Zika virus: ITM updates its travel advice for countries with an ongoing epidemic

Zika causes a mild fever, known as Zika fever. A travel alert is issued for large parts of South and Central America and the Caribbean. The Zika virus has also been detected previously in a number of other countries where the risk of infection is much lower.

In October 2015, the Brazilian health authorities noted an increase in the number of newborns with microcephaly (reduced skull size) compared to the years prior to the emergency of the Zika virus in Brazil. It has become clear that the virus can be transmitted to the unborn child during pregnancy.
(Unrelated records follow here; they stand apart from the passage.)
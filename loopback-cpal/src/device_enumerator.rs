//! Audio device enumeration via the cpal default host.

use cpal::traits::{DeviceTrait, HostTrait};

use loopback_core::models::audio_models::{DeviceDirection, DeviceInfo};
use loopback_core::models::error::LoopbackError;

/// Audio device enumerator over the platform's default cpal host.
pub struct DeviceEnumerator {
    host: cpal::Host,
}

impl DeviceEnumerator {
    pub fn new() -> Self {
        Self {
            host: cpal::default_host(),
        }
    }

    /// List input (microphone) devices.
    pub fn list_input_devices(&self) -> Result<Vec<DeviceInfo>, LoopbackError> {
        let default_name = self.host.default_input_device().and_then(|d| d.name().ok());
        let devices = self
            .host
            .input_devices()
            .map_err(|e| LoopbackError::DeviceUnavailable(format!("failed to enumerate inputs: {}", e)))?;
        Ok(collect_devices(devices, DeviceDirection::Input, default_name))
    }

    /// List output (speaker/headphone) devices.
    pub fn list_output_devices(&self) -> Result<Vec<DeviceInfo>, LoopbackError> {
        let default_name = self.host.default_output_device().and_then(|d| d.name().ok());
        let devices = self
            .host
            .output_devices()
            .map_err(|e| LoopbackError::DeviceUnavailable(format!("failed to enumerate outputs: {}", e)))?;
        Ok(collect_devices(devices, DeviceDirection::Output, default_name))
    }

    /// Input device by name, or the default input when `name` is None.
    pub fn input_device(&self, name: Option<&str>) -> Result<cpal::Device, LoopbackError> {
        match name {
            Some(wanted) => {
                let devices = self.host.input_devices().map_err(|e| {
                    LoopbackError::DeviceUnavailable(format!("failed to enumerate inputs: {}", e))
                })?;
                find_by_name(devices, wanted)
            }
            None => self
                .host
                .default_input_device()
                .ok_or_else(|| LoopbackError::DeviceUnavailable("no default input device".into())),
        }
    }

    /// Output device by name, or the default output when `name` is None.
    pub fn output_device(&self, name: Option<&str>) -> Result<cpal::Device, LoopbackError> {
        match name {
            Some(wanted) => {
                let devices = self.host.output_devices().map_err(|e| {
                    LoopbackError::DeviceUnavailable(format!("failed to enumerate outputs: {}", e))
                })?;
                find_by_name(devices, wanted)
            }
            None => self
                .host
                .default_output_device()
                .ok_or_else(|| LoopbackError::DeviceUnavailable("no default output device".into())),
        }
    }
}

impl Default for DeviceEnumerator {
    fn default() -> Self {
        Self::new()
    }
}

fn collect_devices(
    devices: impl Iterator<Item = cpal::Device>,
    direction: DeviceDirection,
    default_name: Option<String>,
) -> Vec<DeviceInfo> {
    devices
        .filter_map(|device| device.name().ok())
        .map(|name| DeviceInfo {
            is_default: Some(&name) == default_name.as_ref(),
            id: name.clone(),
            name,
            direction,
        })
        .collect()
}

fn find_by_name(
    mut devices: impl Iterator<Item = cpal::Device>,
    wanted: &str,
) -> Result<cpal::Device, LoopbackError> {
    devices
        .find(|device| device.name().map(|n| n == wanted).unwrap_or(false))
        .ok_or_else(|| LoopbackError::DeviceUnavailable(format!("device '{}' not found", wanted)))
}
There are few well-documented cases in which microcephaly and other foetal abnormalities arose after the mother had Zika-like symptoms during the pregnancy. The virus was also detected in the tissue of newborns with birth defects born to women who have had Zika, and in the amniotic fluid.
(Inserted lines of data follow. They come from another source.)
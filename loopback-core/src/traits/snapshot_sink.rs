use crate::models::audio_models::Snapshot;

/// Receiver of snapshots admitted by the waveform sampler.
///
/// Called on the analysis tap's delivery thread.
pub trait SnapshotSink: Send + Sync {
    fn receive(&self, snapshot: Snapshot);
}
A link between Zika fever during pregnancy and poor outcomes for newborns is therefore reasonably likely. However, further research is needed to get a full picture of the effect of the virus infection during pregnancy. As a precaution, ITM advises pregnant women and women with a pregnancy wish to postpone holiday travel to areas where a Zika outbreak is ongoing. If a trip to these areas cannot be avoided, it’s best to consult a doctor first to discuss preventive measures. It is important to inform your obstetrician or gynaecologist upon your return about your stay in an area where the Zika virus is endemic.

The ITM will further update its travel advice if there are new developments related to the spread of the Zika virus. Travellers can check the latest recommendations on www.reisgeneeskunde.be.

What is Zika virus?

Zika is a flavivirus like the dengue, yellow fever and West Nile viruses. It is transmitted by the Aedes mosquitoes that mostly bite during the daytime. The acute symptoms of the virus are vague, and similar to many other flu-like illnesses. In areas where Zika is endemic, dengue and chikungunya also co-circulate. Because the symptoms are similar, it is difficult to distinguish the different diseases from each other on a clinical basis. There is no specific treatment or vaccine. The only possible prevention consists of mosquito repellent measures, such as wearing long sleeves and trousers, and using insect repellents.

What to do when you show symptoms?

Patients who develop flu-like symptoms after a trip to an area where Zika, dengue or chikungunya are endemic should consult a physician who can, if necessary, further consult with an ITM doctor. Doctors can contact the National Reference Centre for arboviruses of the ITM to have the diagnosis confirmed. To date, one case of Zika in a Belgian traveller has been detected by the ITM laboratory.

Origin and distribution

The Zika virus was first detected in the Zika forest in Uganda in 1947 (hence its name). A first major epidemic was reported in Micronesia and in 2007 and in French Polynesia in 2013. Meanwhile, the virus has reached Central and South America and the Caribbean. We expect the epidemic will continue to spread.